右相的话语格外意味深长,任安乐却听得很是明白,若真的只是柔顺胆那位又怎能踏着后宫尸骨,一路走到如今母仪天下的地位。
“不过,太后确实饱读诗书,陛下的启蒙之师便是太后。”右相回忆过往,不免带了抹怅然。
任安乐端着茶杯的手猛地一顿,压下眼底的异色,漫不经心道:“陛下的授业之师不是相爷的父亲吗?”
魏家乃北方有名的儒林氏族,魏谏之父更是响彻一方,乃当世大贤,太祖亲自入府延请其为嫡子之师。
“我听父亲说过,他入府时陛下已经识字,是太后亲自所教,陛下与太后母子感情深厚,连字迹也几乎一模一样,只是后来陛下位重,为防有心人以此做文章,太后已经很久不曾动过笔,也只有当年入府教过陛下的家父才知道此事。”
书房里一时静默无声,右相抬头,微微一怔,任安乐眼底的冷沉几乎显而易见,他唤了一声:“任将军?”
任安乐回过神,笑道:“不知太后竟有此渊博之识,一时有些意外,相爷勿怪。”她略一停顿,然后道:“刚才听相爷所言,帝氏一族于我大靖有大功,若是当年禅让天下的是韩家,不知如今的天下会是何种光景?”
饶是魏谏做了几十载丞相,波折一生,也被任安乐这句惊世骇俗的话震得一愣,但也亏得是他,右相沉思片刻,竟然神来之笔来了一句。
“安乐所言倒也率真,太祖和帝家主治世能力在伯仲之间,当今陛下刚硬骁勇,靖安侯温敛仁厚,若是换了帝家来坐江山,如今的大靖是什么模样,还真说不准。”
任安乐朝外间看去,已近黄昏,她起身,朝右相到:“今日得相爷所言,受益匪浅,他日若再有疑问,定来向相爷请教。”

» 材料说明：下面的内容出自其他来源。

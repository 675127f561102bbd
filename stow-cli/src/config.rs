// SPDX-License-Identifier: AGPL-3.0-or-later
//! `stow.toml` loading

use directories::ProjectDirs;
use serde::Deserialize;
use std::path::{Path, PathBuf};
use std::time::Duration;

use stow_core::{StowError, StowResult};
use stow_engine::{EngineConfig, SecurityPolicy};

const CONFIG_FILE: &str = "stow.toml";
const STATE_FILE: &str = "storages.toml";

#[derive(Debug, Default, Deserialize)]
#[serde(default, deny_unknown_fields)]
pub struct Config {
    /// Where registered storages are persisted
    pub state_file: Option<PathBuf>,
    pub engine: EngineSection,
    pub security: SecuritySection,
}

/// Engine tunables; unset fields keep the engine defaults
#[derive(Debug, Default, Deserialize)]
#[serde(default, deny_unknown_fields)]
pub struct EngineSection {
    pub chunk_size: Option<usize>,
    pub workers_per_job: Option<usize>,
    pub max_concurrent_jobs: Option<usize>,
    pub io_timeout_secs: Option<u64>,
    pub max_job_duration_secs: Option<u64>,
    pub job_retention_secs: Option<u64>,
    pub progress_interval_ms: Option<u64>,
    pub progress_bytes: Option<u64>,
}

#[derive(Debug, Default, Deserialize)]
#[serde(default, deny_unknown_fields)]
pub struct SecuritySection {
    pub allow_local_ips: bool,
}

fn project_dirs() -> Option<ProjectDirs> {
    ProjectDirs::from("dev", "stowage", "stow")
}

impl Config {
    /// Default location of `stow.toml`
    pub fn default_path() -> Option<PathBuf> {
        project_dirs().map(|dirs| dirs.config_dir().join(CONFIG_FILE))
    }

    /// Load from `path`, or from the default location. A missing file at the
    /// default location means all defaults; a missing explicit file is an error.
    pub fn load(path: Option<&Path>) -> StowResult<Self> {
        let (path, explicit) = match path {
            Some(p) => (p.to_path_buf(), true),
            None => match Self::default_path() {
                Some(p) => (p, false),
                None => return Ok(Self::default()),
            },
        };
        match std::fs::read_to_string(&path) {
            Ok(text) => Self::parse(&text).map_err(|e| match e {
                StowError::InvalidConfig(msg) => {
                    StowError::InvalidConfig(format!("{}: {msg}", path.display()))
                }
                other => other,
            }),
            Err(e) if e.kind() == std::io::ErrorKind::NotFound && !explicit => Ok(Self::default()),
            Err(e) => Err(StowError::from_io(e, path.display().to_string())),
        }
    }

    pub fn parse(text: &str) -> StowResult<Self> {
        toml::from_str(text).map_err(|e| StowError::InvalidConfig(e.to_string()))
    }

    pub fn state_file(&self) -> StowResult<PathBuf> {
        if let Some(path) = &self.state_file {
            return Ok(path.clone());
        }
        project_dirs()
            .map(|dirs| dirs.data_dir().join(STATE_FILE))
            .ok_or_else(|| {
                StowError::InvalidConfig("no home directory; set state_file in stow.toml".into())
            })
    }

    pub fn engine(&self) -> EngineConfig {
        let defaults = EngineConfig::default();
        let e = &self.engine;
        EngineConfig {
            chunk_size: e.chunk_size.unwrap_or(defaults.chunk_size).max(1),
            workers_per_job: e.workers_per_job.unwrap_or(defaults.workers_per_job).max(1),
            max_concurrent_jobs: e
                .max_concurrent_jobs
                .unwrap_or(defaults.max_concurrent_jobs)
                .max(1),
            io_timeout: e.io_timeout_secs.map_or(defaults.io_timeout, Duration::from_secs),
            max_job_duration: e
                .max_job_duration_secs
                .map(Duration::from_secs)
                .or(defaults.max_job_duration),
            job_retention: e
                .job_retention_secs
                .map_or(defaults.job_retention, Duration::from_secs),
            progress_interval: e
                .progress_interval_ms
                .map_or(defaults.progress_interval, Duration::from_millis),
            progress_bytes: e.progress_bytes.unwrap_or(defaults.progress_bytes),
        }
    }

    pub fn security(&self) -> SecurityPolicy {
        SecurityPolicy {
            allow_local_ips: self.security.allow_local_ips,
        }
    }
}

#[cfg(test)]
mod tests {
    use super::*;

    #[test]
    fn test_empty_config_is_all_defaults() {
        let config = Config::parse("").unwrap();
        let engine = config.engine();
        let defaults = EngineConfig::default();
        assert_eq!(engine.chunk_size, defaults.chunk_size);
        assert_eq!(engine.io_timeout, defaults.io_timeout);
        assert!(!config.security().allow_local_ips);
    }

    #[test]
    fn test_sections_override_defaults() {
        let config = Config::parse(
            r#"
            state_file = "/tmp/stow-state.toml"

            [engine]
            workers_per_job = 8
            io_timeout_secs = 5
            max_job_duration_secs = 3600
            progress_interval_ms = 100

            [security]
            allow_local_ips = true
            "#,
        )
        .unwrap();
        let engine = config.engine();
        assert_eq!(engine.workers_per_job, 8);
        assert_eq!(engine.io_timeout, Duration::from_secs(5));
        assert_eq!(engine.max_job_duration, Some(Duration::from_secs(3600)));
        assert_eq!(engine.progress_interval, Duration::from_millis(100));
        assert!(config.security().allow_local_ips);
        assert_eq!(config.state_file().unwrap(), PathBuf::from("/tmp/stow-state.toml"));
    }

    #[test]
    fn test_unknown_keys_rejected() {
        assert!(matches!(
            Config::parse("[engine]\nworkers = 3\n"),
            Err(StowError::InvalidConfig(_))
        ));
    }

    #[test]
    fn test_missing_explicit_file_is_an_error() {
        let dir = tempfile::tempdir().unwrap();
        let missing = dir.path().join("nope.toml");
        assert!(Config::load(Some(&missing)).is_err());

        let present = dir.path().join("stow.toml");
        std::fs::write(&present, "[security]\nallow_local_ips = true\n").unwrap();
        assert!(Config::load(Some(&present)).unwrap().security().allow_local_ips);
    }
}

右相眯了眯眼,笑了起来:“若是安乐还有想知道的,尽管前来,老夫知无不言。”
任安乐微怔,“相爷知道?”
“老夫什么都不知道。”右相摇头,缓缓道,“你当初答应老夫所请亲下江南,老夫欠你一个人情。再者老夫活了这把岁数,一生阅人无数,看人的眼力自诩还是有几分,你绝非奸邪之辈,既然你开了口,老夫自然会回答。”
任安乐朝右相深深行了一礼,“相爷今日之义,安乐定不敢忘。”
说完大步离去,也不扭捏。
右相抖了抖花白的胡子,暗自感叹,这般脾性,倒很有几分当年帝盛天的影子。
此时,慈安殿,嘉宁帝对着神情冷凝的太后,颇为无奈。
“母后,忠义侯这次犯的乃是大错,若是保了他,朕如何对满朝文武、西北将士和天下百姓交代?”
太后手里转着的佛珠一顿,“昭仪肚子里的龙种即将临世,忠义侯府若定了谋逆罪,你让他们母子日后如何在宫中自处,更何况忠义侯当年为大靖朝也算立了汗马之功”
“母后,功不抵过。”嘉宁帝打断太后,淡淡道:“朕知道昨晚忠义侯入宫求了母后,母后若是看在当年恩义上不忍心,不如去泰山避一避,眼不见为净。”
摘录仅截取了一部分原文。